Ciò che poi “appesantisce” la leggerezza del racconto è la (mancata) definizione dei personaggi, la loro descrizione è approssimativa ed elaborata sbrigativamente, senza mai soffermarsi, in maniera adeguata e decis(iv)a, sulle motivazioni che li spingono a compiere determinate azioni e sulle loro (re)azioni. Semplicemente, stanno lì, un senso a ciò che fanno o a ciò che sono non c’è. Inutile cercare.
Se pensiamo a come era approfondita e ricercata la psicologia del protagonista di Gattaca, Vincent Freeman, qui siamo distanti anni luce: Will Salas (Timberlake) è un pupazzo monodimensionale e insignificante, che agisce (ed esiste) solo perché la storia deve andare avanti. Presenza impalpabile e futile, a tratti spaccona (l’azzardo, ridicolo, riuscito al tavolo da poker ai danni del riccone) e mai tormentata (la madre che gli muore tra le braccia per aver finito il tempo).
Certo non ha giovato la scelta di Justin Timberlake, “artista” polivalente osannato e ricercato. Peccato che non solo regga la scena, nemmeno per un attimo, ma non dimostra neppure un briciolo di espressività. In parole povere, bruscamente: non sa recitare.

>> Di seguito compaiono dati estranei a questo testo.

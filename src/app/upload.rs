use async_trait::async_trait;
use bytes::Bytes;
use std::sync::Arc;
use thiserror::Error;
use time::OffsetDateTime;

use crate::app::auth::Credentials;
use crate::app::records::{RecordStore, RecordStoreError};
use crate::app::upstream::UpstreamError;
use crate::domain::media::MediaRecord;
use crate::domain::moderation::ModerationScores;

/// Name of the multipart field that carries the uploaded bytes.
pub const FILE_FIELD: &str = "file";

/// One part of an inbound multipart form, kept verbatim for forwarding.
#[derive(Debug, Clone)]
pub struct FormField {
    pub name: String,
    pub file_name: Option<String>,
    pub content_type: Option<String>,
    pub data: Bytes,
}

#[derive(Debug, Clone, Default)]
pub struct UploadForm {
    fields: Vec<FormField>,
}

impl UploadForm {
    pub fn new(fields: Vec<FormField>) -> Self {
        Self { fields }
    }

    pub fn fields(&self) -> &[FormField] {
        &self.fields
    }

    /// The first `file` field, unless it is an empty text value.
    pub fn file(&self) -> Option<&FormField> {
        self.fields
            .iter()
            .find(|field| field.name == FILE_FIELD)
            .filter(|field| field.file_name.is_some() || !field.data.is_empty())
    }
}

/// Where the provider put an upload.
#[derive(Debug, Clone, PartialEq, Eq)]
pub struct HostedMedia {
    /// Provider-assigned resource path, always starting with `/`.
    pub path: String,
    /// Fully qualified URL of the resource on the provider origin.
    pub provider_url: String,
}

#[async_trait]
pub trait UploadForwarder: Send + Sync {
    async fn forward(&self, form: &UploadForm) -> Result<HostedMedia, UpstreamError>;
}

#[async_trait]
pub trait ModerationScorer: Send + Sync {
    async fn score(&self, provider_url: &str) -> Result<ModerationScores, UpstreamError>;
}

#[derive(Debug, Error)]
pub enum UploadError {
    #[error("missing file")]
    MissingFile,
    #[error("invalid or missing credentials")]
    Unauthorized,
    #[error("content rejected by moderation (score {score} > {threshold})")]
    ContentRejected { score: f64, threshold: f64 },
    #[error(transparent)]
    Upstream(#[from] UpstreamError),
    #[error(transparent)]
    Store(#[from] RecordStoreError),
}

/// Moderation settings; absent when no scoring endpoint is configured.
#[derive(Clone)]
pub struct Moderation {
    pub scorer: Arc<dyn ModerationScorer>,
    pub threshold: f64,
}

#[derive(Clone)]
pub struct UploadPipeline {
    forwarder: Arc<dyn UploadForwarder>,
    moderation: Option<Moderation>,
    records: Arc<dyn RecordStore>,
    credentials: Credentials,
    enable_auth: bool,
    domain: String,
}

impl UploadPipeline {
    pub fn new(
        forwarder: Arc<dyn UploadForwarder>,
        moderation: Option<Moderation>,
        records: Arc<dyn RecordStore>,
        credentials: Credentials,
        enable_auth: bool,
        domain: String,
    ) -> Self {
        Self {
            forwarder,
            moderation,
            records,
            credentials,
            enable_auth,
            domain,
        }
    }

    /// Runs one upload through file check, auth, forwarding, moderation and
    /// persistence. Each step is attempted once.
    pub async fn run(
        &self,
        form: &UploadForm,
        authorization: Option<&str>,
    ) -> Result<MediaRecord, UploadError> {
        if form.file().is_none() {
            return Err(UploadError::MissingFile);
        }

        if self.enable_auth && !self.credentials.verify(authorization) {
            return Err(UploadError::Unauthorized);
        }

        let hosted = self.forwarder.forward(form).await?;
        tracing::debug!(key = %hosted.path, "upload forwarded to provider");

        if let Some(ref moderation) = self.moderation {
            let scores = moderation.scorer.score(&hosted.provider_url).await?;
            if scores.exceeds(moderation.threshold) {
                tracing::warn!(
                    key = %hosted.path,
                    score = scores.total(),
                    threshold = moderation.threshold,
                    "upload rejected by moderation"
                );
                return Err(UploadError::ContentRejected {
                    score: scores.total(),
                    threshold: moderation.threshold,
                });
            }
        }

        let record = MediaRecord::new(hosted.path, now_millis(), &self.domain);
        self.records.insert(&record).await?;
        tracing::info!(key = %record.key, url = %record.url, "media record stored");

        Ok(record)
    }
}

pub fn now_millis() -> i64 {
    (OffsetDateTime::now_utc().unix_timestamp_nanos() / 1_000_000) as i64
}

Ma, e qui si raggiunge il top del flop, persino il già “cantante” degli N’Sync fa quasi bella figura accanto alla protagonista femminile, Amanda Seyfried: una visione molesta, ogni volta che il suo faccione - occhioni liquidi e vacui e capelli a caschetto a dir poco orrendi - appare sullo schermo, si prova un’irritazione così forte che travalica i limiti della sopportazione psicofisica. Una tortura. Come la sua “interpretazione”, insulsa e goffa. Si limita a sbattere le ciglia come in un cartone animato e a stare in posa. Sicuramente durante la lavorazione si saranno accorti della sua palese incapacità, cercando di mascherarla e distrarre lo spettatore fasciandola in abiti corti e mettendole tacchi vertiginosi, sui quali però sgambetta e corre come nulla fosse. Non ci siamo distratti, purtroppo.

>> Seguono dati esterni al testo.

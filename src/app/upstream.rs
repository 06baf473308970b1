use thiserror::Error;

/// Failure talking to a third-party service (provider, moderation, wallpaper feed).
#[derive(Debug, Error)]
pub enum UpstreamError {
    #[error("request to {service} failed: {source}")]
    Transport {
        service: &'static str,
        #[source]
        source: reqwest::Error,
    },
    #[error("{service} responded with status {status}")]
    Status { service: &'static str, status: u16 },
    #[error("{service} returned an unexpected response: {reason}")]
    InvalidResponse {
        service: &'static str,
        reason: String,
    },
}

impl UpstreamError {
    pub fn transport(service: &'static str, source: reqwest::Error) -> Self {
        Self::Transport { service, source }
    }

    pub fn status(service: &'static str, status: u16) -> Self {
        Self::Status { service, status }
    }

    pub fn invalid_response(service: &'static str, reason: impl Into<String>) -> Self {
        Self::InvalidResponse {
            service,
            reason: reason.into(),
        }
    }
}
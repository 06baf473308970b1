use axum::extract::FromRequestParts;
use axum::http::request::Parts;
use axum::http::{header, HeaderMap, StatusCode};
use axum::response::{IntoResponse, Response};

use crate::AppState;

const BASIC_CHALLENGE: &str = "Basic realm=\"Admin\"";

/// 401 carrying the Basic auth challenge.
#[derive(Debug, Clone, Copy)]
pub struct Unauthorized;

impl IntoResponse for Unauthorized {
    fn into_response(self) -> Response {
        (
            StatusCode::UNAUTHORIZED,
            [(header::WWW_AUTHENTICATE, BASIC_CHALLENGE)],
            "Unauthorized",
        )
            .into_response()
    }
}

/// Always requires valid Basic credentials.
#[derive(Debug, Clone)]
pub struct AdminAuth;

/// Requires valid Basic credentials only when `ENABLE_AUTH` is on.
#[derive(Debug, Clone)]
pub struct GatedAuth;

pub fn authorization(headers: &HeaderMap) -> Option<&str> {
    headers
        .get(header::AUTHORIZATION)
        .and_then(|value| value.to_str().ok())
}

#[axum::async_trait]
impl FromRequestParts<AppState> for AdminAuth {
    type Rejection = Unauthorized;

    async fn from_request_parts(
        parts: &mut Parts,
        state: &AppState,
    ) -> Result<Self, Self::Rejection> {
        if state.credentials.verify(authorization(&parts.headers)) {
            Ok(AdminAuth)
        } else {
            Err(Unauthorized)
        }
    }
}

#[axum::async_trait]
impl FromRequestParts<AppState> for GatedAuth {
    type Rejection = Unauthorized;

    async fn from_request_parts(
        parts: &mut Parts,
        state: &AppState,
    ) -> Result<Self, Self::Rejection> {
        if !state.enable_auth || state.credentials.verify(authorization(&parts.headers)) {
            Ok(GatedAuth)
        } else {
            Err(Unauthorized)
        }
    }
}
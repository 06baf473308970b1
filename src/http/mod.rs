use axum::Router;

use crate::AppState;

mod auth;
mod error;
mod handlers;
mod pages;
mod routes;

pub use auth::Unauthorized;
pub use error::AppError;

/// Exact-path routes first; every other path is looked up as a media key.
pub fn router(state: AppState) -> Router {
    Router::new()
        .merge(routes::pages(&state.admin_path))
        .merge(routes::uploads(state.upload_max_bytes))
        .merge(routes::gallery_api())
        .fallback(handlers::serve_media)
        .with_state(state)
}
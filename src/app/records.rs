use async_trait::async_trait;
use sqlx::Row;
use thiserror::Error;

use crate::domain::media::MediaRecord;
use crate::infra::db::Db;

#[derive(Debug, Error)]
pub enum RecordStoreError {
    #[error("a record with key {0} already exists")]
    DuplicateKey(String),
    #[error("record store query failed: {0}")]
    Database(#[from] sqlx::Error),
}

/// Persistence for `{key, timestamp, url}` rows.
#[async_trait]
pub trait RecordStore: Send + Sync {
    /// Inserts one record. An existing row with the same key is left untouched
    /// and `DuplicateKey` is returned.
    async fn insert(&self, record: &MediaRecord) -> Result<(), RecordStoreError>;

    /// Every record, newest first.
    async fn list_all(&self) -> Result<Vec<MediaRecord>, RecordStoreError>;

    async fn find_by_key(&self, key: &str) -> Result<Option<MediaRecord>, RecordStoreError>;

    /// Removes every record whose key is in `keys` and returns how many rows
    /// went away. Unknown keys are ignored.
    async fn delete_many(&self, keys: &[String]) -> Result<u64, RecordStoreError>;
}

#[derive(Clone)]
pub struct PgRecordStore {
    db: Db,
}

impl PgRecordStore {
    pub fn new(db: Db) -> Self {
        Self { db }
    }
}

#[async_trait]
impl RecordStore for PgRecordStore {
    async fn insert(&self, record: &MediaRecord) -> Result<(), RecordStoreError> {
        let result = sqlx::query(
            "INSERT INTO media (key, \"timestamp\", url) \
             VALUES ($1, $2, $3) \
             ON CONFLICT (key) DO NOTHING",
        )
        .bind(&record.key)
        .bind(record.timestamp)
        .bind(&record.url)
        .execute(self.db.pool())
        .await?;

        if result.rows_affected() == 0 {
            return Err(RecordStoreError::DuplicateKey(record.key.clone()));
        }

        Ok(())
    }

    async fn list_all(&self) -> Result<Vec<MediaRecord>, RecordStoreError> {
        let rows = sqlx::query(
            "SELECT key, \"timestamp\", url FROM media \
             ORDER BY \"timestamp\" DESC, key DESC",
        )
        .fetch_all(self.db.pool())
        .await?;

        let mut records = Vec::with_capacity(rows.len());
        for row in rows {
            records.push(MediaRecord {
                key: row.get("key"),
                timestamp: row.get("timestamp"),
                url: row.get("url"),
            });
        }

        Ok(records)
    }

    async fn find_by_key(&self, key: &str) -> Result<Option<MediaRecord>, RecordStoreError> {
        let row = sqlx::query("SELECT key, \"timestamp\", url FROM media WHERE key = $1")
            .bind(key)
            .fetch_optional(self.db.pool())
            .await?;

        Ok(row.map(|row| MediaRecord {
            key: row.get("key"),
            timestamp: row.get("timestamp"),
            url: row.get("url"),
        }))
    }

    async fn delete_many(&self, keys: &[String]) -> Result<u64, RecordStoreError> {
        let result = sqlx::query("DELETE FROM media WHERE key = ANY($1)")
            .bind(keys)
            .execute(self.db.pool())
            .await?;

        Ok(result.rows_affected())
    }
}
use async_trait::async_trait;
use axum::http::{header, HeaderMap, HeaderName};
use futures::StreamExt;
use reqwest::multipart::{Form, Part};
use serde::Deserialize;
use url::Url;

use crate::app::media::{MediaOrigin, ProxiedMedia};
use crate::app::upload::{FormField, HostedMedia, UploadForm, UploadForwarder};
use crate::app::upstream::UpstreamError;

const SERVICE: &str = "provider";

/// Response headers relayed when serving media.
static FORWARDED_HEADERS: [HeaderName; 8] = [
    header::CONTENT_TYPE,
    header::CONTENT_LENGTH,
    header::CACHE_CONTROL,
    header::ETAG,
    header::LAST_MODIFIED,
    header::EXPIRES,
    header::ACCEPT_RANGES,
    header::CONTENT_RANGE,
];

/// Client for the Telegraph media host.
#[derive(Clone)]
pub struct TelegraphClient {
    http: reqwest::Client,
    upload_url: String,
    origin_host: String,
}

#[derive(Debug, Deserialize)]
struct UploadedSource {
    src: String,
}

#[derive(Debug, Deserialize)]
#[serde(untagged)]
enum UploadReply {
    Single(UploadedSource),
    Batch(Vec<UploadedSource>),
}

impl TelegraphClient {
    pub fn new(http: reqwest::Client, upload_url: String, origin_host: String) -> Self {
        Self {
            http,
            upload_url,
            origin_host,
        }
    }

    fn provider_url(&self, path: &str) -> String {
        format!("https://{}{}", self.origin_host, path)
    }
}

#[async_trait]
impl UploadForwarder for TelegraphClient {
    async fn forward(&self, form: &UploadForm) -> Result<HostedMedia, UpstreamError> {
        let multipart = form
            .fields()
            .iter()
            .fold(Form::new(), |multipart, field| {
                multipart.part(field.name.clone(), to_part(field))
            });

        let response = self
            .http
            .post(&self.upload_url)
            .multipart(multipart)
            .send()
            .await
            .map_err(|err| UpstreamError::transport(SERVICE, err))?;

        let status = response.status();
        if !status.is_success() {
            return Err(UpstreamError::status(SERVICE, status.as_u16()));
        }

        let body = response
            .bytes()
            .await
            .map_err(|err| UpstreamError::transport(SERVICE, err))?;
        let path = parse_upload_reply(&body)?;

        Ok(HostedMedia {
            provider_url: self.provider_url(&path),
            path,
        })
    }
}

#[async_trait]
impl MediaOrigin for TelegraphClient {
    async fn fetch(&self, url: &Url) -> Result<ProxiedMedia, UpstreamError> {
        let response = self
            .http
            .get(url.clone())
            .send()
            .await
            .map_err(|err| UpstreamError::transport(SERVICE, err))?;

        let status = response.status();
        let mut headers = HeaderMap::new();
        for name in FORWARDED_HEADERS.iter() {
            if let Some(value) = response.headers().get(name) {
                headers.insert(name.clone(), value.clone());
            }
        }

        let body = response
            .bytes_stream()
            .map(|chunk| chunk.map_err(std::io::Error::other))
            .boxed();

        Ok(ProxiedMedia {
            status,
            headers,
            body,
        })
    }
}

fn to_part(field: &FormField) -> Part {
    let part = || {
        let part = Part::bytes(field.data.to_vec());
        match field.file_name {
            Some(ref file_name) => part.file_name(file_name.clone()),
            None => part,
        }
    };

    match field.content_type.as_deref() {
        // an unparseable content type is dropped rather than failing the upload
        Some(content_type) => part().mime_str(content_type).unwrap_or_else(|_| part()),
        None => part(),
    }
}

/// Extracts the resource path from the provider's upload reply.
pub fn parse_upload_reply(body: &[u8]) -> Result<String, UpstreamError> {
    let reply: UploadReply = serde_json::from_slice(body)
        .map_err(|err| UpstreamError::invalid_response(SERVICE, err.to_string()))?;

    let src = match reply {
        UploadReply::Single(source) => source.src,
        UploadReply::Batch(sources) => sources
            .into_iter()
            .next()
            .map(|source| source.src)
            .ok_or_else(|| UpstreamError::invalid_response(SERVICE, "empty upload reply"))?,
    };

    if !src.starts_with('/') {
        return Err(UpstreamError::invalid_response(
            SERVICE,
            format!("resource path `{}` is not absolute", src),
        ));
    }

    Ok(src)
}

Tirando le somme, la coppia Timberlake-Seyfried è una delle peggiori che si siano mai viste sullo schermo.
E pensare che nel cast c’è anche Olivia Wilde, bellezza mozzafiato e presenza che non può passare inosservata, assurdamente sprecata: nel film muore dopo pochi minuti. Il suo ruolo è quello della madre cinquantenne di Timberlake. Altro che complesso di Edipo …
Nella parte di un implacabile “custode del tempo”, per quanto scritto male, Cillian Murphy dà, ancora una volta, prova della sua bravura. Su questo non avevamo nessun dubbio.
Dubbi invece che non possono non concentrarsi su Niccol e la sua malriuscita “creatura”. La speranza è che si tratti solo di un passo falso, c’è bisogno dello sguardo e della visione che aveva mostrato fino ad ora.
Prima di questo In Time, film scadente, che, come si suol dire, non resterà nel tempo.